Archive for Sukhovolye

“Di gantse velt iz hevl-havolim” Performed by Lillian Manuel

Posted in Main Collection with tags , , , , , , , , , , , , , , , , , , , , , , , , , , on July 6, 2012 by yiddishsong
 
Commentary by David/Dovid Braun
 
 
Lillian (“Libby”) Manuel née Schwartz was born in or around 1910 in the town of Sukhovolye (Polish:  Suchowola), now northeastern Poland by the border with Belarus (a.k.a. White Russia), where she was originally known as Libe Shvarts or, among her townspeople, “Libe Yankl dem shvartsns” – ‘Libe, Black Jake’s [daughter]’).  She immigrated to Philadelphia in 1926 and later lived with her family in New York City and northern New Jersey.  She died in 1990.
 

 
“Yiddish-vokh” at the Workmen’s Circle “Circle Lodge”, NY 1987.  Libby Manuel is in the middle of the front row. Shirley Manuel top row at left. Dovid Braun is in the second to last row in a striped shirt.
Photo courtesy of Itzik Gottesman (click to enlarge).
 
She would reminisce about having sung all the time with her two elder sisters, Maryashe and Khay-Sore, who raised her, as their mother had died when Libe was in her very early childhood and their father was rarely home during the week, instead on the road in neighboring villages trading in hemp and other fibers which were used for rope and pig hair which was used for brushes.  From what she recounted, the sisters kept a home-made songbook into which they’d write the lyrics to songs they’d learned.
 
I am her grandson.  As I was growing up, I recorded her singing in the late 1970s through the late 1980s.   In 1980 she suffered a stroke which significantly affected her pitch and the strength of her voice, but her melodies were still generally discernible and her memory of long texts remained prodigious.  Her love and habit of singing inspired her daughter, Shirley (Yiddish:  Zelde-Leye) Manuel, to a musical career as a violist and teacher of string instruments, just as her attachment to Yiddish language, lore, and letters inspired her grandson.
 
I recorded my grandmother performing Di gantse velt iz hevl-havolim (The Whole World is Vanity of Vanities) in the latter half of the 1980s. Variants can be found in the folkloristic literature, sometimes under the name based on a slightly differing first stanza, “Hevl iz havolim” (‘Vanity is vanities’) or “Un Hevl iz Havolim‟ (‛And Vanity is Vanities‛).  One version was typically performed, as her signature song, by the late activist for secularist Yiddishism Gerry Revzin of the Chicago area (thanks to the late Max Rosenfeld of Philadelphia for this information).  A particularly long version appears in print in Ginzburg-Marek (song #124, no melody); others are in Beregovski-Fefer 1938 (pages 384 – 385 with melody), Ruth Rubin’s Voices of a People (pages 54-55).
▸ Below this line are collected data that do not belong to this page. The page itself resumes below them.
use std::collections::{HashMap, VecDeque};
use std::sync::Arc;

use chrono::{NaiveDate, NaiveDateTime, NaiveTime};
use proxyproto::ids::ResultSetId;
use proxyproto::messages::{Request, Response};
use proxyproto::value::{Value, ValueType};
use rust_decimal::Decimal;
use tracing::trace;

use crate::connection::ConnShared;
use crate::errors::{ClientError, Result};

/// Forward only cursor over rows produced by a query.
///
/// Rows arrive in batches. Advancing past the end of a batch fetches the
/// next one if the server reported more rows.
pub struct ProxyCursor {
    conn: Arc<ConnShared>,
    result_set_id: Option<ResultSetId>,
    columns: Vec<String>,
    /// Lowercased column name to index, first occurrence wins.
    column_lookup: HashMap<String, usize>,
    batch: VecDeque<Vec<Value>>,
    current: Option<Vec<Value>>,
    has_more_rows: bool,
    fetch_size: i32,
    closed: bool,
}

impl ProxyCursor {
    pub(crate) fn new(conn: Arc<ConnShared>, resp: Response, fetch_size: i32) -> Self {
        let columns = resp.column_names.unwrap_or_default();
        let mut column_lookup = HashMap::with_capacity(columns.len());
        for (idx, name) in columns.iter().enumerate() {
            column_lookup.entry(name.to_lowercase()).or_insert(idx);
        }

        ProxyCursor {
            conn,
            result_set_id: resp.result_set_id,
            columns,
            column_lookup,
            batch: resp.rows.into(),
            current: None,
            has_more_rows: resp.has_more_rows,
            fetch_size,
            closed: false,
        }
    }

    pub fn column_names(&self) -> &[String] {
        &self.columns
    }

    pub fn result_set_id(&self) -> Option<&ResultSetId> {
        self.result_set_id.as_ref()
    }

    /// Advance to the next row. Returns false once every row has been read.
    pub async fn next(&mut self) -> Result<bool> {
        if self.closed {
            return Err(ClientError::CursorClosed);
        }

        if self.batch.is_empty() && self.has_more_rows {
            self.fetch_batch().await?;
        }

        self.current = self.batch.pop_front();
        Ok(self.current.is_some())
    }

    async fn fetch_batch(&mut self) -> Result<()> {
        let rs_id = self
            .result_set_id
            .clone()
            .ok_or(ClientError::MalformedResponse(
                "more rows reported without a result set id",
            ))?;
        self.conn.ensure_open()?;

        let req = Request::fetch_rows(self.conn.id.clone(), rs_id, self.fetch_size);
        let resp = self.conn.transport.request(req).await?;
        trace!(rows = resp.rows.len(), has_more_rows = resp.has_more_rows, "fetched batch");

        self.has_more_rows = resp.has_more_rows;
        self.batch = resp.rows.into();
        Ok(())
    }

    /// Resolve a column name to its 0-based index. Names are matched case
    /// insensitively.
    pub fn column_index(&self, name: &str) -> Result<usize> {
        self.column_lookup
            .get(&name.to_lowercase())
            .copied()
            .ok_or_else(|| ClientError::ColumnNotFound(name.to_string()))
    }

    /// The raw value of a column in the current row.
    pub fn get(&self, col: impl ColumnIndex) -> Result<&Value> {
        let idx = col.resolve(self)?;
        let row = self.current.as_ref().ok_or(ClientError::NoCurrentRow)?;
        row.get(idx).ok_or(ClientError::ColumnOutOfRange {
            index: idx,
            count: row.len(),
        })
    }

    /// The value of a column converted to the given type.
    pub fn get_as(&self, col: impl ColumnIndex, ty: ValueType) -> Result<Value> {
        Ok(self.get(col)?.cast(ty)?)
    }

    pub fn is_null(&self, col: impl ColumnIndex) -> Result<bool> {
        Ok(self.get(col)?.is_null())
    }

    pub fn get_string(&self, col: impl ColumnIndex) -> Result<Option<String>> {
        match self.get_as(col, ValueType::String)? {
            Value::String(s) => Ok(Some(s)),
            _ => Ok(None),
        }
    }

    pub fn get_i64(&self, col: impl ColumnIndex) -> Result<Option<i64>> {
        match self.get_as(col, ValueType::Int)? {
            Value::Int(v) => Ok(Some(v)),
            _ => Ok(None),
        }
    }

    pub fn get_f64(&self, col: impl ColumnIndex) -> Result<Option<f64>> {
        match self.get_as(col, ValueType::Float)? {
            Value::Float(v) => Ok(Some(v)),
            _ => Ok(None),
        }
    }

    pub fn get_bool(&self, col: impl ColumnIndex) -> Result<Option<bool>> {
        match self.get_as(col, ValueType::Bool)? {
            Value::Bool(v) => Ok(Some(v)),
            _ => Ok(None),
        }
    }

    pub fn get_decimal(&self, col: impl ColumnIndex) -> Result<Option<Decimal>> {
        match self.get_as(col, ValueType::Decimal)? {
            Value::Decimal(v) => Ok(Some(v)),
            _ => Ok(None),
        }
    }

    pub fn get_bytes(&self, col: impl ColumnIndex) -> Result<Option<Vec<u8>>> {
        match self.get_as(col, ValueType::Bytes)? {
            Value::Bytes(v) => Ok(Some(v)),
            _ => Ok(None),
        }
    }

    pub fn get_date(&self, col: impl ColumnIndex) -> Result<Option<NaiveDate>> {
        match self.get_as(col, ValueType::Date)? {
            Value::Date(v) => Ok(Some(v)),
            _ => Ok(None),
        }
    }

    pub fn get_time(&self, col: impl ColumnIndex) -> Result<Option<NaiveTime>> {
        match self.get_as(col, ValueType::Time)? {
            Value::Time(v) => Ok(Some(v)),
            _ => Ok(None),
        }
    }

    pub fn get_timestamp(&self, col: impl ColumnIndex) -> Result<Option<NaiveDateTime>> {
        match self.get_as(col, ValueType::Timestamp)? {
            Value::Timestamp(v) => Ok(Some(v)),
            _ => Ok(None),
        }
    }

    pub fn is_closed(&self) -> bool {
        self.closed || self.conn.is_closed()
    }

    /// Close the cursor on the server.
    ///
    /// Nothing is sent if the owning connection is already closed.
    pub async fn close(&mut self) -> Result<()> {
        if self.closed {
            return Ok(());
        }
        self.closed = true;
        self.batch.clear();
        self.current = None;

        if self.conn.is_closed() {
            return Ok(());
        }
        if let Some(rs_id) = self.result_set_id.clone() {
            self.conn
                .transport
                .request(Request::close_result_set(self.conn.id.clone(), rs_id))
                .await?;
        }
        Ok(())
    }
}

impl std::fmt::Debug for ProxyCursor {
    fn fmt(&self, f: &mut std::fmt::Formatter<'_>) -> std::fmt::Result {
        f.debug_struct("ProxyCursor")
            .field("result_set_id", &self.result_set_id)
            .field("columns", &self.columns)
            .field("buffered", &self.batch.len())
            .field("has_more_rows", &self.has_more_rows)
            .field("closed", &self.closed)
            .finish()
    }
}

/// Something that identifies a column in a cursor.
pub trait ColumnIndex {
    /// Resolve to a 0-based column index.
    fn resolve(&self, cursor: &ProxyCursor) -> Result<usize>;
}

impl ColumnIndex for usize {
    fn resolve(&self, cursor: &ProxyCursor) -> Result<usize> {
        let count = cursor.columns.len();
        if *self >= count {
            return Err(ClientError::ColumnOutOfRange {
                index: *self,
                count,
            });
        }
        Ok(*self)
    }
}

impl ColumnIndex for &str {
    fn resolve(&self, cursor: &ProxyCursor) -> Result<usize> {
        cursor.column_index(self)
    }
}
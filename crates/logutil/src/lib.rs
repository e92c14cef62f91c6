//! Utilities for logging.
use tracing::subscriber;
use tracing::Level;
use tracing_subscriber::filter::EnvFilter;
use tracing_subscriber::fmt::SubscriberBuilder;

#[derive(Debug, Clone, Copy, Default, PartialEq, Eq)]
pub enum LoggingMode {
    #[default]
    Pretty,
    Compact,
    Json,
}

/// Initialize a global trace subscriber.
///
/// Verbosity maps to `INFO` (0), `DEBUG` (1), and `TRACE` (2+). `RUST_LOG`
/// takes precedence when set.
pub fn init(verbosity: impl Into<Verbosity>, mode: LoggingMode) {
    let level: Level = verbosity.into().into();
    let filter = env_filter(level);

    let builder = SubscriberBuilder::default()
        .with_env_filter(filter)
        .with_thread_ids(true)
        .with_thread_names(true);

    // Ignore the error, it only happens if a global subscriber was already
    // set (tests).
    let _ = match mode {
        LoggingMode::Json => subscriber::set_global_default(builder.json().finish()),
        LoggingMode::Pretty => subscriber::set_global_default(builder.pretty().finish()),
        LoggingMode::Compact => subscriber::set_global_default(builder.compact().finish()),
    };
}

/// Initialize a subscriber suitable for tests. Output is captured by the test
/// harness.
pub fn init_test() {
    let _ = SubscriberBuilder::default()
        .with_env_filter(env_filter(Level::DEBUG))
        .with_test_writer()
        .try_init();
}

fn env_filter(level: Level) -> EnvFilter {
    EnvFilter::try_from_default_env().unwrap_or_else(|_| {
        EnvFilter::new(format!(
            "{},tokio_util=info",
            level.as_str().to_ascii_lowercase()
        ))
    })
}

#[derive(Debug, Clone, Copy)]
pub struct Verbosity(u8);

impl From<u8> for Verbosity {
    fn from(v: u8) -> Self {
        Verbosity(v)
    }
}

impl From<Verbosity> for Level {
    fn from(v: Verbosity) -> Self {
        match v.0 {
            0 => Level::INFO,
            1 => Level::DEBUG,
            _ => Level::TRACE,
        }
    }
}
//! Server half of the SQL proxy.
//!
//! Clients speak the proxy protocol to a [`server::ProxyServer`], which runs
//! their statements on the real database through a [`driver::Driver`].
//! Parameters headed for the database are encrypted and values read back are
//! decrypted on the way out.
pub mod config;
pub mod cursor;
pub mod driver;
pub mod errors;
pub mod handler;
pub mod registry;
pub mod server;
pub mod sweep;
I. L. Peretz cites the song in his essay ‟Dos yidishe lebn loyt di yidishe folkslider‟ (Jewish Life As Reflected in Yiddish Folksongs), YIVO-bleter 13:1-2 (1937). In volume 9 of Idelsohn‘s Thesaurus of Hebrew Oriental Melodies, page 178, a verse with a different melody is printed.
 
All versions of this song are introduced by the Hebrew and Yiddish phrase that corresponds to those words beginning and ending the biblical book of Ecclesiastes, namely, “Vanity of vanities!” (or in other translations:  “Absurdity of absurdities!”, “Futility of futilities!”, “Utter meaninglessness!”,  “Sheer emptiness!”).
 
According to Mrs. Manuel’s account, this song was beloved by her next-door neighbor in her shtetl, her sickly Aunt Itke, who would frequently warm herself by the oven and would have Libe entertain her with this song.  Mrs. Manuel believed there was a continuation to the song but didn’t know any more of it herself.  In the recording presented here, the melody of the first two stanzas is slightly different from how she sang it on other recorded and unrecorded occasions, and in hevl-havolim, we hear a diphthong in the first syllable ([eyvl]) which, again, was not her typical way of pronouncing or singing that first word – it was usually [evl]. Her dialect lacks [h].
 
Di gantse velt iz hevl-havolim,
un di velt iz nor a kholem,
un a kholem iz di velt,
un zi shteyt dokh nor on gelt.
 
The whole world is vanity of vanities
and the world is just a dream
and a dream is the world
and it’s constantly without money.
 
Un far gelt koyft men bir,
un vos dray iz nit fir,
un vos fir iz nit dray, 
un vos alt iz nit nay.
 
And for money one buys beer
and three is not four
and four is not three
and what is old is not new.
 
Un vos nay iz nit alt,
un vos varem iz nit kalt,
un vos kalt iz nit varem,
un vos raykh iz nit orem.
 
And what is new is not old,
and what is warm is not cold,
and what is cold is not warm,
and what is rich, is not poor.
 
Un vos orem iz nit raykh
un vos krum iz nit glaykh
un vos glaykh iz nit krum
un vos reydn iz nit shtum.
 
And what is poor is not rich,
and what is crooked is not straight,
and what is straight is not crooked.
and what is spoken is not mute.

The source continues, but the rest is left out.